In Jan Richardson’s Night Visions: Searching the Shadows of Advent and Christmas she writes: “Any story can be told innumerable ways, not simply according to who does the telling but to where that person is on the journey. As my life unfolds and my perspective changes, I realize that each telling of a story reveals part of the whole, but does not contain the whole story in itself. The stories I tell are continually shaped by my changing understanding of events, conversations, feelings, influences, the people around me, and my own self.”

This year as I am present to this story, one of the anchors that holds the larger faith story I’ve hitched my heart to, I cannot encounter it or hold it without thinking of the scenes that happen after the Star bathed image in a humble stable…how the Wise Ones were warned to go home by a different way as they feared the tyrant king Herod. And how in the Gospel of Matthew, Jesus’ parents are told in a dream to flee with their child because this same king was searching for them and would kill the baby. What fear must have gripped them. How they must have known they would do anything, anything, in their power to get him to safety. 

This year I am reminded again that this story told through the innocence of children’s voices is both ancient and new, is being lived out by so many in our world. A story filled with hope of birth, miracle and wonder, joy and promise. And also fear of those who would do even the smallest and weakest harm. Fear that sends people into hiding and fleeing for safety.

It is an ancient story. It is a present story. May we see it with new eyes once again.

Lighting a Candle

It is better to light a candle than to curse the darkness…

These are candle lighting days and nights. Darkness comes in late afternoon and lingers till the coffee is cold and the breakfast consumed. It is Advent and each Sunday we light one more candle to affirm that, though the people may walk in darkness, a light is emerging.

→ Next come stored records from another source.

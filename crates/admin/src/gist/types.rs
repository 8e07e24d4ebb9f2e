//! Gist API wire types.
//!
//! Only the fields this crate reads are modelled; everything else in the
//! GitHub payload is ignored.

use std::collections::{BTreeMap, HashMap};

use chrono::{DateTime, Utc};
use serde::{Deserialize, Serialize};

/// `GET /gists/{id}` and `PATCH /gists/{id}` response body.
#[derive(Debug, Clone, Deserialize)]
pub struct GistResponse {
    #[serde(default)]
    pub files: HashMap<String, GistFile>,
    /// Absent for anonymous gists.
    pub owner: Option<GistOwner>,
    pub updated_at: Option<DateTime<Utc>>,
    #[serde(default)]
    pub history: Vec<GistHistoryEntry>,
}

/// One file inside a gist.
#[derive(Debug, Clone, Deserialize)]
pub struct GistFile {
    pub filename: Option<String>,
    /// Missing or cut short when the file exceeds the API's inline limit.
    pub content: Option<String>,
    #[serde(default)]
    pub truncated: bool,
    pub raw_url: Option<String>,
}

/// Gist owner, compared against the token's user.
#[derive(Debug, Clone, Deserialize)]
pub struct GistOwner {
    pub id: u64,
    pub login: Option<String>,
}

/// `GET /user` response body.
#[derive(Debug, Clone, Deserialize)]
pub struct GitHubUser {
    pub id: u64,
    pub login: Option<String>,
}

/// One revision in the gist history, newest first.
#[derive(Debug, Clone, Deserialize)]
pub struct GistHistoryEntry {
    pub version: String,
}

/// `PATCH /gists/{id}` request body.
#[derive(Debug, Serialize)]
pub struct UpdateGistRequest<'a> {
    pub files: BTreeMap<&'a str, UpdateGistFile>,
}

/// Replacement content for one file.
#[derive(Debug, Serialize)]
pub struct UpdateGistFile {
    pub content: String,
}

impl<'a> UpdateGistRequest<'a> {
    /// Request that overwrites a single file.
    #[must_use]
    pub fn single(file_name: &'a str, content: String) -> Self {
        let mut files = BTreeMap::new();
        files.insert(file_name, UpdateGistFile { content });
        Self { files }
    }
}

It is balm on these now cold, snow covered times.

Recently at a women’s retreat I attended, one young mother told of how her family lights a candle at night and does bedtime stories in the light of candles. I have thought of that often over these last days. The warmth and ritual of it. The beauty of light streaming on the faces of mother and child. (I mean, doesn’t everyone look lovely in candlelight?) Surely this is something this wee one will carry within for a very long time…may even repeat when they have children of their own. 

Every morning while the coffee is brewing I light a candle to begin my morning. Its light means much…the day is beginning…the darkness will recede…the Spirit of All Light is present…a connection with ancestors who gathered around fire…a recognition of the beauty and power of that fire. And so, the morning begins. Whatever happens that day it began in the flicker of hopeful light.

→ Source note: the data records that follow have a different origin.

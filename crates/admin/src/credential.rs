//! Operator credential.

use secrecy::{ExposeSecret, SecretString};

/// An opaque bearer token that grants write access to the gist.
///
/// Implements `Debug` manually to redact the token.
#[derive(Clone)]
pub struct Credential(SecretString);

impl Credential {
    /// Wrap a raw token. Surrounding whitespace is dropped.
    #[must_use]
    pub fn new(token: &str) -> Self {
        Self(SecretString::from(token.trim().to_owned()))
    }

    /// Whether the token is empty after trimming.
    #[must_use]
    pub fn is_blank(&self) -> bool {
        self.0.expose_secret().is_empty()
    }

    /// The raw token, for the `Authorization` header and session storage.
    #[must_use]
    pub fn expose(&self) -> &str {
        self.0.expose_secret()
    }
}

impl std::fmt::Debug for Credential {
    fn fmt(&self, f: &mut std::fmt::Formatter<'_>) -> std::fmt::Result {
        f.debug_tuple("Credential").field(&"[REDACTED]").finish()
    }
}

impl From<SecretString> for Credential {
    fn from(secret: SecretString) -> Self {
        Self::new(secret.expose_secret())
    }
}

#[cfg(test)]
mod tests {
    use super::*;

    #[test]
    fn test_credential_debug_redacts_token() {
        let credential = Credential::new("ghp_supersecrettoken");
        let debug_output = format!("{credential:?}");

        assert!(debug_output.contains("[REDACTED]"));
        assert!(!debug_output.contains("ghp_supersecrettoken"));
    }

    #[test]
    fn test_credential_trims_whitespace() {
        let credential = Credential::new("  ghp_abc\n");
        assert_eq!(credential.expose(), "ghp_abc");
        assert!(Credential::new(" \n").is_blank());
    }
}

In Advent waiting we are reminded of the longing that rests at our very core. We retell the story of a world filled with injustice and those who traveled to be named, to be counted, to give birth in humility and peace surrounded by strangers who offered sanctuary. It doesn’t take long for the realization that this story is still played out, is being played out, in our world, in our country, in our city, in our neighborhoods. The waiting and longing still stir and our hearts are still hungry. 

And so we light a candle…or many candles…to remind us that one light added to another, as the Advent candles teach, bring greater light and lead us toward some better, brighter place of hope and wholeness, a place where love leads the way. “Darkness cannot drive out darkness, only light can do that. Hate cannot drive out hate, only love can do that.” spoke Dr. Martin Luther King, Jr. 

In the Twin Cities area, I am witnessing human candles standing up and shedding light on the dark path that been shed over our Somali neighbors and others who are being targeted by hate and injustice. With voice and body and action, people are saying “A Light shines in the darkness and the darkness will not overcome it.” 

The Advent waiting continues. The expectation quivers within. The hope remains bathed in the light of each of our candles…those with wicks and hands and feet and hearts hungry for a time when Love leads the way.